Dans l’édition du jeudi 29 janvier du quotidien gratuit Direct Matin, une pleine page de publicité a remplacé un article qui exposait comment la RATP exploite les données du passe Navigo à des fins commerciales. En censurant cette enquête, le groupe Bolloré, éditeur du gratuit, aurait voulu ménager la RATP avec laquelle il a noué un partenariat qui lui permet de distribuer ses gratuits à l’intérieur du réseau. Un incident qui illustre les dangers inhérents aux liens de plus en plus étroits qui se développent entre les médias et le grand capital.

[Mise en ligne le 4 février 2009, complétée le 6 février]

T R A Ç A G E

Le passe Navigo, idéal pour suivre les usagers à la trace

par Stéphane Jarno, Télérama du 21 janvier 2009


Cette fois, c’en est fait de la carte Orange. Entamée depuis de longs mois, claironnée dans les stations du métro parisien, sa lente agonie s’achève fin janvier. Lancé en 1975, le sésame des transports publics franciliens sera définitivement remplacé par le fringant Passe Navigo. Une avancée technologique imparable : grâce à sa puce électronique, plus besoin de ticket ni de contact, il suffit d’effleurer le valideur pour que s’ouvrent les portes des transports en commun.

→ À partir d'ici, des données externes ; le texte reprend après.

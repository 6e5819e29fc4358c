//! Doc-comment passthrough for the storage diagrams.
//!
//! With the `doc` feature, `svgbob` blocks inside the wrapped doc comments are rendered to
//! SVG. Without it the doc comments are joined back into a string unchanged, so the crate
//! builds with no extra dependencies.

#[cfg(feature = "doc")]
macro_rules! make_svgbobdoc {
    ($($doc:tt)*) => {
        svgbobdoc::transform!($($doc)*)
    };
}

#[cfg(not(feature = "doc"))]
macro_rules! make_svgbobdoc {
    ($( #![doc = $line:literal] )*) => {
        core::concat!($( $line, '\n' ),*)
    };
    ($( #[doc = $line:literal] )*) => {
        core::concat!($( $line, '\n' ),*)
    };
}

pub(crate) use make_svgbobdoc;
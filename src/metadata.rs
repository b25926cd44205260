//! Parameter and dimension metadata catalogs
//!
//! A catalog describes every parameter a model knows about: its datatype,
//! dimensions, bounds, default and documentation. Collections consult the
//! catalog when a parameter is added by name and when parameter files are
//! read. [`MetadataCatalog`] is the lookup interface; [`Catalog`] is an
//! in-memory implementation that loads from JSON.

use crate::error::Result;
use crate::parameters::value::{DataType, Value};
use indexmap::IndexMap;
use serde::{Deserialize, Serialize};
use std::fs::File;
use std::io::Read;
use std::path::Path;
use tracing::warn;

/// Catalog entry for a parameter
#[derive(Debug, Clone, Default, PartialEq, Serialize, Deserialize)]
pub struct ParameterMeta {
    pub datatype: Option<DataType>,
    pub description: Option<String>,
    pub help: Option<String>,
    pub units: Option<String>,
    pub model: Option<String>,
    pub modules: Option<Vec<String>>,
    pub minimum: Option<Value>,
    pub maximum: Option<Value>,
    pub default: Option<Value>,
    /// Dimension names in axis order
    #[serde(default)]
    pub dimensions: Vec<String>,
}

/// Catalog entry for a dimension
#[derive(Debug, Clone, Default, PartialEq, Serialize, Deserialize)]
pub struct DimensionMeta {
    pub description: Option<String>,
    #[serde(default)]
    pub default: usize,
}

/// Read-only lookup of parameter and dimension metadata
pub trait MetadataCatalog: Send + Sync {
    /// Metadata for the named parameter, if known
    fn parameter(&self, name: &str) -> Option<&ParameterMeta>;

    /// Metadata for the named dimension, if known
    fn dimension(&self, name: &str) -> Option<&DimensionMeta>;

    /// Names of all known parameters in catalog order
    fn parameter_names(&self) -> Vec<String>;
}

#[derive(Deserialize)]
struct ParameterEntry {
    name: String,
    #[serde(flatten)]
    meta: ParameterMeta,
}

#[derive(Deserialize)]
struct DimensionEntry {
    name: String,
    #[serde(flatten)]
    meta: DimensionMeta,
}

#[derive(Deserialize)]
struct CatalogFile {
    #[serde(default)]
    dimensions: Vec<DimensionEntry>,
    #[serde(default)]
    parameters: Vec<ParameterEntry>,
}

/// In-memory metadata catalog
///
/// # Examples
///
/// ```
/// use prms_paramdb::metadata::{Catalog, MetadataCatalog};
/// use prms_paramdb::parameters::DataType;
///
/// let catalog = Catalog::from_json(r#"{
///     "dimensions": [{"name": "nhru", "description": "Number of HRUs"}],
///     "parameters": [
///         {"name": "cov_type", "datatype": 1, "minimum": 0, "maximum": 4, "dimensions": ["nhru"]}
///     ]
/// }"#).unwrap();
///
/// let meta = catalog.parameter("cov_type").unwrap();
/// assert_eq!(meta.datatype, Some(DataType::Integer));
/// assert_eq!(meta.dimensions, vec!["nhru"]);
/// assert!(catalog.dimension("nhru").is_some());
/// ```
#[derive(Debug, Clone, Default)]
pub struct Catalog {
    parameters: IndexMap<String, ParameterMeta>,
    dimensions: IndexMap<String, DimensionMeta>,
}

impl Catalog {
    /// Create an empty catalog
    pub fn new() -> Self {
        Self::default()
    }

    /// Add a parameter entry
    ///
    /// The first entry for a name wins; later duplicates are logged and
    /// ignored. Returns whether the entry was added.
    pub fn add_parameter(&mut self, name: &str, meta: ParameterMeta) -> bool {
        if self.parameters.contains_key(name) {
            warn!(parameter = %name, "parameter is duplicated in the catalog; keeping the first entry");
            return false;
        }
        self.parameters.insert(name.to_string(), meta);
        true
    }

    /// Add a dimension entry, keeping the first entry for a name
    pub fn add_dimension(&mut self, name: &str, meta: DimensionMeta) -> bool {
        if self.dimensions.contains_key(name) {
            warn!(dimension = %name, "dimension is duplicated in the catalog; keeping the first entry");
            return false;
        }
        self.dimensions.insert(name.to_string(), meta);
        true
    }

    /// Parse a catalog from JSON
    ///
    /// The document holds `dimensions` and `parameters` lists whose entries
    /// carry a `name` next to the metadata fields.
    pub fn from_json(json: &str) -> Result<Self> {
        let file: CatalogFile = serde_json::from_str(json)?;

        let mut catalog = Self::new();
        for entry in file.dimensions {
            catalog.add_dimension(&entry.name, entry.meta);
        }
        for entry in file.parameters {
            catalog.add_parameter(&entry.name, entry.meta);
        }
        Ok(catalog)
    }

    /// Load a catalog from a JSON file
    pub fn load_json<P: AsRef<Path>>(path: P) -> Result<Self> {
        let mut file = File::open(path)?;
        let mut json = String::new();
        file.read_to_string(&mut json)?;
        Self::from_json(&json)
    }

    pub fn len(&self) -> usize {
        self.parameters.len()
    }

    pub fn is_empty(&self) -> bool {
        self.parameters.is_empty()
    }
}

impl MetadataCatalog for Catalog {
    fn parameter(&self, name: &str) -> Option<&ParameterMeta> {
        self.parameters.get(name)
    }

    fn dimension(&self, name: &str) -> Option<&DimensionMeta> {
        self.dimensions.get(name)
    }

    fn parameter_names(&self) -> Vec<String> {
        self.parameters.keys().cloned().collect()
    }
}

Un rêve malheureusement terni par un menu détail. Tous les déplacements des heureux titulaires de ce nouveau passeport sont enregistrés dans une base de données. En gros, on peut savoir où et quand vous avez pris le métro, le train et le RER durant les dernières quarante-huit heures. D’ici à ce que l’on vous demande pourquoi, il n’y a pas des kilomètres de voies ferrées. Même si le Syndicat des transports d’Ile-de-France, qui regroupe entre autres la RATP et la SNCF, se défend de toute volonté d’ingérence et invoque le recueil de statistiques utiles pour l’amélioration du service, ce système a aussi été mis en place pour «  empêcher le gaspillage et éviter les abus ». En d’autres termes, coincer les voyageurs indélicats qui se refilent leurs cartes de transport.
En ces temps ultra-sécuritaires, cette traque informatique ouvre des perspectives qui font froid dans le dos. On se demande, par exemple, ce que pèserait la loi Informatique et libertés si, au nom de la lutte antiterroriste ou de quelque autre grande cause, les autorités utilisaient cette base de données. Le fait même que ce genre de fichier existe pousse à son utilisation, l’organe crée aussi la fonction... Paranoïa aiguë ? Pas si sûr. Depuis le lancement du projet Navigo, en 2004, la Commission nationale de l’informatique et des libertés (CNIL) n’a cessé d’interpeller la RATP. Une « amicale » pression qui a finalement conduit les transporteurs à créer en catastrophe, fin 2007, un deuxième support : le Passe Navigo Découverte. Celui-là est anonyme, mais payant. Cinq euros, c’est le prix pour ne pas voir son nom apparaître sur un fichier.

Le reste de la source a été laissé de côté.